**TASK INSTRUCTIONS**
Would you please retype, exactly, the lines of the listing below between the line with "pub const UNREADABLE_RATIONALE: &str" and the line with "const NEUTRAL_RATIONALE: &str", inclusive?

**EXTRACTED ENTRIES**
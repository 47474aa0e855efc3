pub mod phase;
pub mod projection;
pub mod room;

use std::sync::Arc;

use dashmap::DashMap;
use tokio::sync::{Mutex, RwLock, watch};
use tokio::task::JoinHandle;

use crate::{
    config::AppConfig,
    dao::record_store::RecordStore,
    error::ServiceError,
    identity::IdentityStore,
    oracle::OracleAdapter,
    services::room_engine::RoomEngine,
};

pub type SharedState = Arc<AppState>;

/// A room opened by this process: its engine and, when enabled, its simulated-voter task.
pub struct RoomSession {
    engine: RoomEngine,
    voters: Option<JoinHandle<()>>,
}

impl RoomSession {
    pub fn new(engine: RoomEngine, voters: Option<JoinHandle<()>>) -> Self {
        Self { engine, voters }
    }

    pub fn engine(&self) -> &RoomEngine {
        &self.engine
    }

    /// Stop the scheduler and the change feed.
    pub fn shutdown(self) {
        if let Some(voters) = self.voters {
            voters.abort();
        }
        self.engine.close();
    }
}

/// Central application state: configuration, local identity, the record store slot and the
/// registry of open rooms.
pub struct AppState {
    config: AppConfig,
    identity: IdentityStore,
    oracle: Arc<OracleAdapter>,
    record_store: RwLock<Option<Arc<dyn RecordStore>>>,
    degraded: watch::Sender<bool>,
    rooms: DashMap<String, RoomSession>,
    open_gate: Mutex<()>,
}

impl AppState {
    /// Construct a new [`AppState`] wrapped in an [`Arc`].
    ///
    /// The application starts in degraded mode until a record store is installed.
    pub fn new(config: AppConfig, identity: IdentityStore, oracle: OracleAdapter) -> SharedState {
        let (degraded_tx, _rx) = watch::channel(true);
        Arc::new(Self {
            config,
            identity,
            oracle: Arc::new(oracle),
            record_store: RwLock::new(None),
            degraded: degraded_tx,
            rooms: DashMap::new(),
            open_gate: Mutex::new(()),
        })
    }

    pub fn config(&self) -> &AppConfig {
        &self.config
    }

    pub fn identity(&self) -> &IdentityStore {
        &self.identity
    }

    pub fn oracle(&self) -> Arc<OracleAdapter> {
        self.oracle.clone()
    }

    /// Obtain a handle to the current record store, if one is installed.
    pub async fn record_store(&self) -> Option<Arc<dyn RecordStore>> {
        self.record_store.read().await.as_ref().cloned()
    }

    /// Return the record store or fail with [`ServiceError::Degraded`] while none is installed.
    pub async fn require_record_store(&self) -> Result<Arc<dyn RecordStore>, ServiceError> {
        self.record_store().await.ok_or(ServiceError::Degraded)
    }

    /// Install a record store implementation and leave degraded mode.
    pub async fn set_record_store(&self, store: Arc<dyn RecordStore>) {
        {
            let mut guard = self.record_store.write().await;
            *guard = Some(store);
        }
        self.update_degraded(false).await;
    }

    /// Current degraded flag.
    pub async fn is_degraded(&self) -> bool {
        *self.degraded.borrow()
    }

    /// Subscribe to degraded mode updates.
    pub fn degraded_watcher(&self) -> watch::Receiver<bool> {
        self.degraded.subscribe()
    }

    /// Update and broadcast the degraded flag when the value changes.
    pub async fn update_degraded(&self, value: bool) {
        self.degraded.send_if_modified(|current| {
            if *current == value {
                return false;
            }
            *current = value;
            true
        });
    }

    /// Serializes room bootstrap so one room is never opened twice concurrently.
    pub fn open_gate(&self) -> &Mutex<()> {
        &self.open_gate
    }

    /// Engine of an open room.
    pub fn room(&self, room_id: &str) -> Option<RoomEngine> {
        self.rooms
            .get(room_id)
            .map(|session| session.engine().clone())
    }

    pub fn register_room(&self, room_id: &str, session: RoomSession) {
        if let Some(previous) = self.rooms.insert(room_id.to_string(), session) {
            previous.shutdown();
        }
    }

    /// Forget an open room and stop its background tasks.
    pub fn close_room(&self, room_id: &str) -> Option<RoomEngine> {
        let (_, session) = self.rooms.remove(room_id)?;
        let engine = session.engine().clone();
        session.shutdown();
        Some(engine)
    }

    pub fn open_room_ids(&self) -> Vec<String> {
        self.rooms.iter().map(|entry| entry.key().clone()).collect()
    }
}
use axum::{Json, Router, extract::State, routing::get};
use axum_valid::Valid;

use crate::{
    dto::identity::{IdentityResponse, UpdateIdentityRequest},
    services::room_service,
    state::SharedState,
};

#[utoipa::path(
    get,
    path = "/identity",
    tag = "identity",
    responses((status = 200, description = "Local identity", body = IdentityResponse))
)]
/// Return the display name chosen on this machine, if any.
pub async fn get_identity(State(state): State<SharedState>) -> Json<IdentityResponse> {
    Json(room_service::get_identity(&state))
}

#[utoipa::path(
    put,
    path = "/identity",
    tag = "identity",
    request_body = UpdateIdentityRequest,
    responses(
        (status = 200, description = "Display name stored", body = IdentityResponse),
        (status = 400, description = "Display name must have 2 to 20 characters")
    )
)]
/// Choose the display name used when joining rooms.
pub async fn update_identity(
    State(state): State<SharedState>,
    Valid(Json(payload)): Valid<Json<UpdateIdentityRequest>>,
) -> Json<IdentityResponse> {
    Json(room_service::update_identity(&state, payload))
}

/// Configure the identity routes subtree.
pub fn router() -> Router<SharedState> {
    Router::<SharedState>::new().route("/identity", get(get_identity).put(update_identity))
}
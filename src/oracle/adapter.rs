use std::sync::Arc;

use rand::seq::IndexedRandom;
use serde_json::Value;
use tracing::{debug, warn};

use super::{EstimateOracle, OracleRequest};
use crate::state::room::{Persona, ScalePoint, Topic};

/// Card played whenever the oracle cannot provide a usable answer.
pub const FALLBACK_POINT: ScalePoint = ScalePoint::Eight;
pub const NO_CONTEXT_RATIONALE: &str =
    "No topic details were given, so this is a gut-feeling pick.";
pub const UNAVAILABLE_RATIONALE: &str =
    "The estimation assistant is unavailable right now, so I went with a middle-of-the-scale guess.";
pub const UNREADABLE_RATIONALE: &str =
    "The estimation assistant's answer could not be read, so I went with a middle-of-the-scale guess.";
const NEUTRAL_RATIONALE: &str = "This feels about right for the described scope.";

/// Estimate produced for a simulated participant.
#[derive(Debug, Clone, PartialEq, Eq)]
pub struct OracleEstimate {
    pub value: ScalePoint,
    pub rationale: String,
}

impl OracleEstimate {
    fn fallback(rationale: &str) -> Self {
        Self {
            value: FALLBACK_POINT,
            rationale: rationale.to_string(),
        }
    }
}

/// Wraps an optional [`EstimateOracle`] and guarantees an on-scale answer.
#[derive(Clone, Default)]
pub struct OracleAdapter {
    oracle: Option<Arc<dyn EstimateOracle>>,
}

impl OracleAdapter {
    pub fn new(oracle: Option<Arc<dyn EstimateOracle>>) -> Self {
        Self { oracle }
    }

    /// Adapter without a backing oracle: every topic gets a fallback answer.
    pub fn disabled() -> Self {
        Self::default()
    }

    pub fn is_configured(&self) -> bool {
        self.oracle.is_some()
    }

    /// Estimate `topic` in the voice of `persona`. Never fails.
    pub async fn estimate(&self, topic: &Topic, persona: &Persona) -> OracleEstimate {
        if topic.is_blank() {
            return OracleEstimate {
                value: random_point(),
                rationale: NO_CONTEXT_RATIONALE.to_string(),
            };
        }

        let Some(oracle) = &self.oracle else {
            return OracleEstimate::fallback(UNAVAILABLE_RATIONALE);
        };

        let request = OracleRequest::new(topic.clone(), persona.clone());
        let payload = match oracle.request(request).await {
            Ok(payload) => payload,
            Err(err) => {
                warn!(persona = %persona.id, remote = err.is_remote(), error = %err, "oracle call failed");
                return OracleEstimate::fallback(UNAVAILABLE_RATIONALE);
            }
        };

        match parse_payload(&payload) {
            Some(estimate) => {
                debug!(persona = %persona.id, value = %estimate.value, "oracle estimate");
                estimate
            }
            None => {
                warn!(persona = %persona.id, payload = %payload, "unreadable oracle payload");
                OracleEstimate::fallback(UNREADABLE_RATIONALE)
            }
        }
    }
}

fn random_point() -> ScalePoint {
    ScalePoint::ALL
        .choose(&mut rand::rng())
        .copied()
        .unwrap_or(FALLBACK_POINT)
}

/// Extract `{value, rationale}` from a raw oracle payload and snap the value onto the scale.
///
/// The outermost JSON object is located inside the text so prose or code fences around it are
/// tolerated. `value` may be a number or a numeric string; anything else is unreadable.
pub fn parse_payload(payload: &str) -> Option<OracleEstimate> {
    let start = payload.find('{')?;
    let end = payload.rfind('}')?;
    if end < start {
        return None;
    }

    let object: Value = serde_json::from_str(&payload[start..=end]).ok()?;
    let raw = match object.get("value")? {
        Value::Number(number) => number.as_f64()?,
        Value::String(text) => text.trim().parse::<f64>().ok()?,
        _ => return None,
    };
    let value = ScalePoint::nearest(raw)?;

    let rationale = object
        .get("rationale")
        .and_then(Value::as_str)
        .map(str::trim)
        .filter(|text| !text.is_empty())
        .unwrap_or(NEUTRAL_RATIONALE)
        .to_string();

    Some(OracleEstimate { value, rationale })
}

**EXERCISE SOLUTION**
pub const UNREADABLE_RATIONALE: &str =
    "The estimation assistant's answer could not be read, so I went with a middle-of-the-scale guess.";
const NEUTRAL_RATIONALE: &str = "This feels about right for the described scope.";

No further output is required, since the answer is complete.